Hyundai to Buy Out SoftBank's Last Boston Dynamics Stake for $325 Million

Hyundai Motor Group is acquiring SoftBank Group's remaining 9.65% stake in Boston Dynamics for $325 million, a move that will give the South Korean automaker full ownership of the robotics company it first invested in five years ago.
Reuters reported the deal on June 19, 2026. Once complete, Hyundai's ownership of Boston Dynamics will reach 100%, eliminating SoftBank's last financial foothold in the robotics firm it once wholly owned.
The backstory is worth tracing briefly. Hyundai Motor Group agreed in December 2020 to acquire a controlling interest in Boston Dynamics from SoftBank in a deal valued at $1.1 billion, with that transaction completing in June 2021. At the time, SoftBank retained a minority position. The $325 million price tag for the residual 9.65% implies a total enterprise valuation for Boston Dynamics in the range of $3.4 billion — a substantial step up from the 2020 transaction price, though no formal revaluation has been disclosed.
The timing of this final buyout lands against a busy operational backdrop for Boston Dynamics. In January 2026, Hyundai Motor Group unveiled the production version of the Atlas humanoid robot at CES, with plans to deploy the platform at a US manufacturing facility by 2028. Reuters reported that Hyundai used the CES showcase to outline strategies for accelerating the commercialisation of AI robotics across its operations — a public signal that the group is treating Boston Dynamics not as a research curiosity but as an industrial supply chain asset.
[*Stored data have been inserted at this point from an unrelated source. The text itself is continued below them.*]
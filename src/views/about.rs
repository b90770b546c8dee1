//! About section - stats, values, mission and vision

use serde::Serialize;

use super::{CallToAction, SectionId, ViewContext};
use crate::domain::content::{Stat, TitledText};

/// Studio video teaser
#[derive(Debug, Clone, PartialEq, Eq, Serialize)]
pub struct VideoTeaser {
    pub title: String,
    pub subtitle: String,
    pub badge: String,
}

#[derive(Debug, Clone, PartialEq, Eq, Serialize)]
pub struct AboutView {
    pub title: String,
    pub description: String,
    pub stats: Vec<Stat>,
    pub values_title: String,
    pub values: Vec<TitledText>,
    pub mission: TitledText,
    pub vision: TitledText,
    pub video: VideoTeaser,
    pub cta: CallToAction,
}

impl AboutView {
    pub fn build(ctx: &ViewContext<'_>) -> Self {
        let titled = |prefix: &str| TitledText {
            title: ctx.text(&format!("{prefix}.title")),
            description: ctx.text(&format!("{prefix}.description")),
        };

        Self {
            title: ctx.text("about.title"),
            description: ctx.text("about.description"),
            stats: ctx.list(|c| &c.about_stats),
            values_title: ctx.text("about.values_title"),
            values: ctx.list(|c| &c.about_values),
            mission: titled("about.mission"),
            vision: titled("about.vision"),
            video: VideoTeaser {
                title: ctx.text("about.video.title"),
                subtitle: ctx.text("about.video.subtitle"),
                badge: ctx.text("about.video.badge"),
            },
            cta: ctx.call_to_action(
                "about",
                vec![
                    ctx.action("about.cta.primary", SectionId::Contact),
                    ctx.action("about.cta.secondary", SectionId::Services),
                ],
            ),
        }
    }
}

#[cfg(test)]
mod tests {
    use super::*;
    use crate::i18n::Locale;
    use crate::views::testing::Fixture;

    #[test]
    fn about_carries_mission_and_values() {
        let fixture = Fixture::new(Locale::En);
        let about = AboutView::build(&fixture.ctx());
        assert_eq!(about.mission.title, "Our Mission");
        assert_eq!(about.values.len(), 3);
        assert_eq!(about.values[0].title, "Creativity");
        assert!(about.stats.iter().all(|stat| stat.description.is_some()));
        assert_eq!(about.cta.title, "Ready to Get Started?");
        assert_eq!(about.cta.actions[0].href, "#contact");
    }
}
Leadership has also shifted. Boston Dynamics CEO Robert Playter stepped down in February 2026, a departure framed around aligning the company more tightly with Hyundai's broader robotics strategy. Playter had been one of the key figures in Atlas's development over more than a decade. His exit and this buyout are structurally related: full ownership removes the governance friction inherent in a minority shareholder, giving Hyundai cleaner authority over strategic direction, capital allocation, and integration timelines.
From Hyundai's side, the strategic rationale articulated since the original acquisition has been consistent — weaving Boston Dynamics into a wider portfolio that spans autonomous vehicles, logistics automation, and Urban Air Mobility. A wholly owned subsidiary is considerably easier to integrate at the engineering and operational level than one with an external shareholder whose priorities may diverge.
Looking at what this means for the humanoid robot market more broadly: Hyundai now has unambiguous control of one of the most technically mature bipedal platforms in existence at precisely the moment when the sector is drawing intensive capital and competitive attention — from Tesla's Optimus programme to Figure AI, Agility Robotics, and a cohort of well-funded Chinese entrants. Full ownership lets Hyundai accelerate the Atlas roadmap without board-level negotiations over pace or direction.
Worth flagging: the $325 million price for a sub-10% stake assumes a valuation that is roughly triple what Hyundai paid for its controlling interest in 2020-21. That gap could reflect genuine commercial momentum — the CES production reveal, the factory deployment timeline, rising market comps across the humanoid sector — or it could reflect SoftBank extracting a premium from a buyer who had limited leverage to walk away. Probably both. The 2028 factory deployment target will be the first hard test of whether that implied valuation is grounded.
For SoftBank, the exit closes a chapter that began with its acquisition of Boston Dynamics from Google's parent Alphabet in 2017. The Japanese conglomerate's track record with robotics has been uneven — its SoftBank Robotics arm struggled to scale the Pepper social robot commercially — and offloading the Boston Dynamics position entirely frees capital for redeployment in an investment portfolio increasingly oriented toward AI infrastructure.
The final piece of the ownership picture is now straightforward. Boston Dynamics is a Hyundai company. What it builds next, and whether Atlas can be manufactured at the unit economics that industrial deployment demands, falls entirely on Hyundai to answer.